This is due to the fact that only the planet Earth has an atmosphere with a high enough concentration of oxygen to support life, and that oxygen is essential for human survival.

This is so that our bodies can breathe and the cells can make energy. Without oxygen, our cells cannot produce energy or perform any other essential tasks that are required to keep us alive. Thus, every cell in our body uses oxygen to oxidise glucose and produce energy.

Table of Content:

  • Introduction of Oxygen
  • Structure of Oxygen
  • Allotropes of Oxygen
  • Physical Properties of Oxygen
  • Anomalous Properties of Oxygen
  • Uses of Oxygen
  • Practice Problems
  • Frequently Asked Questions(FAQs)

Introduction of Oxygen:

One of the most crucial elements in the atmosphere is oxygen. This element is necessary for the survival of all life on Earth, in its gaseous diatomic form. With an atomic mass of 8, oxygen is a member of group 16, period 2 of the current periodic table. It is the first chalcogen family member. Oxygen makes up 21% of the earth's atmosphere, and metals in their oxide forms make up more than 50% of the crust.

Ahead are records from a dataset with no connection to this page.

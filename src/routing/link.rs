//! Candidate selection for unnamed link generation.
//!
//! # Responsibilities
//! - Pair each outbound entry with its binder (`OutboundMatch`)
//! - Index outbound entries by their required link values
//! - Return the candidates eligible for a value set, most specific first
//!
//! # Design Decisions
//! - Each node branches on the key shared by the most remaining entries
//! - Branch values are ASCII-lowercased
//! - Without an explicit value, an ambient value selects its branch and the
//!   empty-value branch is explored as a fallback
//! - Order: non-fallback first, then more required values, then registration order

use std::cmp::Reverse;
use std::collections::{BTreeMap, HashMap};
use std::sync::Arc;

use crate::routing::binder::TemplateBinder;
use crate::routing::entry::OutboundRouteEntry;
use crate::routing::values::RouteValues;

/// One outbound entry together with the binder for its template.
#[derive(Debug)]
pub struct OutboundMatch {
    pub entry: Arc<OutboundRouteEntry>,
    pub binder: TemplateBinder,
}

impl OutboundMatch {
    pub fn new(entry: Arc<OutboundRouteEntry>) -> Self {
        let binder = TemplateBinder::new(entry.template.clone(), entry.defaults.clone());
        Self { entry, binder }
    }
}

#[derive(Debug, Default)]
struct DecisionNode {
    matches: Vec<Arc<OutboundMatch>>,
    criteria: Vec<Criterion>,
}

#[derive(Debug)]
struct Criterion {
    key: String,
    branches: HashMap<String, DecisionNode>,
}

/// Decision tree over required link values.
#[derive(Debug, Default)]
pub struct LinkGenerationDecisionTree {
    root: DecisionNode,
}

impl LinkGenerationDecisionTree {
    pub fn new(matches: &[Arc<OutboundMatch>]) -> Self {
        let mut path = Vec::new();
        Self {
            root: build(matches.to_vec(), &mut path),
        }
    }

    /// Candidates whose required values are satisfied by `values`, falling
    /// back to `ambient` for keys not given explicitly.
    pub fn get_matches(&self, values: &RouteValues, ambient: &RouteValues) -> Vec<&OutboundMatch> {
        let mut results = Vec::new();
        walk(&self.root, values, ambient, false, &mut results);
        results.sort_by_key(|(m, fallback)| {
            (
                *fallback,
                Reverse(m.entry.required_link_values.len()),
                m.entry.order,
            )
        });
        results.into_iter().map(|(m, _)| m).collect()
    }
}

fn build(items: Vec<Arc<OutboundMatch>>, path: &mut Vec<String>) -> DecisionNode {
    let mut node = DecisionNode::default();
    let mut pending = Vec::new();
    for item in items {
        if unmatched_keys(&item, path).next().is_none() {
            node.matches.push(item);
        } else {
            pending.push(item);
        }
    }

    while let Some(key) = most_common_key(&pending, path) {
        let (with, without): (Vec<_>, Vec<_>) = pending
            .into_iter()
            .partition(|item| item.entry.required_link_values.contains_key(&key));

        let mut grouped: HashMap<String, Vec<Arc<OutboundMatch>>> = HashMap::new();
        for item in with {
            let value = item
                .entry
                .required_link_values
                .get(&key)
                .unwrap_or_default()
                .to_ascii_lowercase();
            grouped.entry(value).or_default().push(item);
        }

        path.push(key.clone());
        let branches = grouped
            .into_iter()
            .map(|(value, items)| (value, build(items, path)))
            .collect();
        path.pop();

        node.criteria.push(Criterion { key, branches });
        pending = without;
    }
    node
}

fn unmatched_keys<'a>(item: &'a OutboundMatch, path: &'a [String]) -> impl Iterator<Item = &'a str> {
    item.entry
        .required_link_values
        .keys()
        .filter(move |key| !path.iter().any(|p| p.eq_ignore_ascii_case(key)))
}

/// The unmatched key shared by the most items; ties go to the smallest key.
fn most_common_key(items: &[Arc<OutboundMatch>], path: &[String]) -> Option<String> {
    let mut counts: BTreeMap<String, usize> = BTreeMap::new();
    for item in items {
        for key in unmatched_keys(item, path) {
            *counts.entry(key.to_ascii_lowercase()).or_default() += 1;
        }
    }
    counts
        .into_iter()
        .max_by(|a, b| a.1.cmp(&b.1).then(b.0.cmp(&a.0)))
        .map(|(key, _)| key)
}

fn walk<'a>(
    node: &'a DecisionNode,
    values: &RouteValues,
    ambient: &RouteValues,
    fallback: bool,
    results: &mut Vec<(&'a OutboundMatch, bool)>,
) {
    results.extend(node.matches.iter().map(|m| (m.as_ref(), fallback)));

    for criterion in &node.criteria {
        match values.get(&criterion.key) {
            Some(value) => {
                if let Some(branch) = criterion.branches.get(&value.to_ascii_lowercase()) {
                    walk(branch, values, ambient, fallback, results);
                }
            }
            None => {
                if let Some(value) = ambient.get(&criterion.key).filter(|v| !v.is_empty()) {
                    if let Some(branch) = criterion.branches.get(&value.to_ascii_lowercase()) {
                        walk(branch, values, ambient, fallback, results);
                    }
                }
                if let Some(branch) = criterion.branches.get("") {
                    walk(branch, values, ambient, true, results);
                }
            }
        }
    }
}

The chemical formula for oxygen is O2, and also called dioxygen. Oxygen forms a covalent bond with another oxygen atom. It is diatomic because it only needs two electrons to complete its octet, which it can get from another oxygen atom. Due to its electronegative nature, oxygen is very reactive.

Structure of Oxygen:

Two double bonds between two oxygen atoms satisfy the Lewis structure of oxygen. Because there are lone pairs of electrons on both oxygen atoms, the O2 molecule is linear and has strong electronegativity and reactivity. The oxygen molecule can be written as O=O, and the covalent bond between the two atoms. The O2 molecule's bond length is 121 pm and its bond energy is 498 KJ mol-1.

Allotropes of Oxygen:

When discovered in nature, a few chemical elements have the ability to exist in two or more different forms, or allotropes. Allotropy is a property that can be seen in elements like carbon, oxygen, phosphorus, tin, and sulphur.

The fact that the atoms are arranged differently into molecules or crystals explains the various physical characteristics displayed by an element's allotropes.An element's allotropes can vary in their chemical stability.

Dioxygen (O2) is the most prevalent allotrope of elemental oxygen.

Trioxygen (O3), also referred to as ozone and an extremely reactive allotrope of oxygen, is the next important allotrope. Ozone forms in the upper atmosphere when oxygen (O2) that has been split by ultraviolet (UV) radiation combined with atomic oxygen.

Physical Properties of Oxygen:

  • The diatomic gas oxygen is colourless, flavourless, odourless, and paramagnetic by nature.
  • Oxygen has an atomic mass of 8 u and a molar mass of 32 g mol-1.
  • While the boiling point of oxygen gas is -183o C, its melting point is -218.4o C.
  • Although oxygen gas in its pure state is not flammable, it promotes combustion.
  • Oxygen gas has a density of 1.429 gL-1, making it denser than air.
  • Although only gently soluble in water, it is sufficiently soluble for aquatic life to survive there. Oxygen's solubility is extremely temperature-dependent and declines as temperature goes up.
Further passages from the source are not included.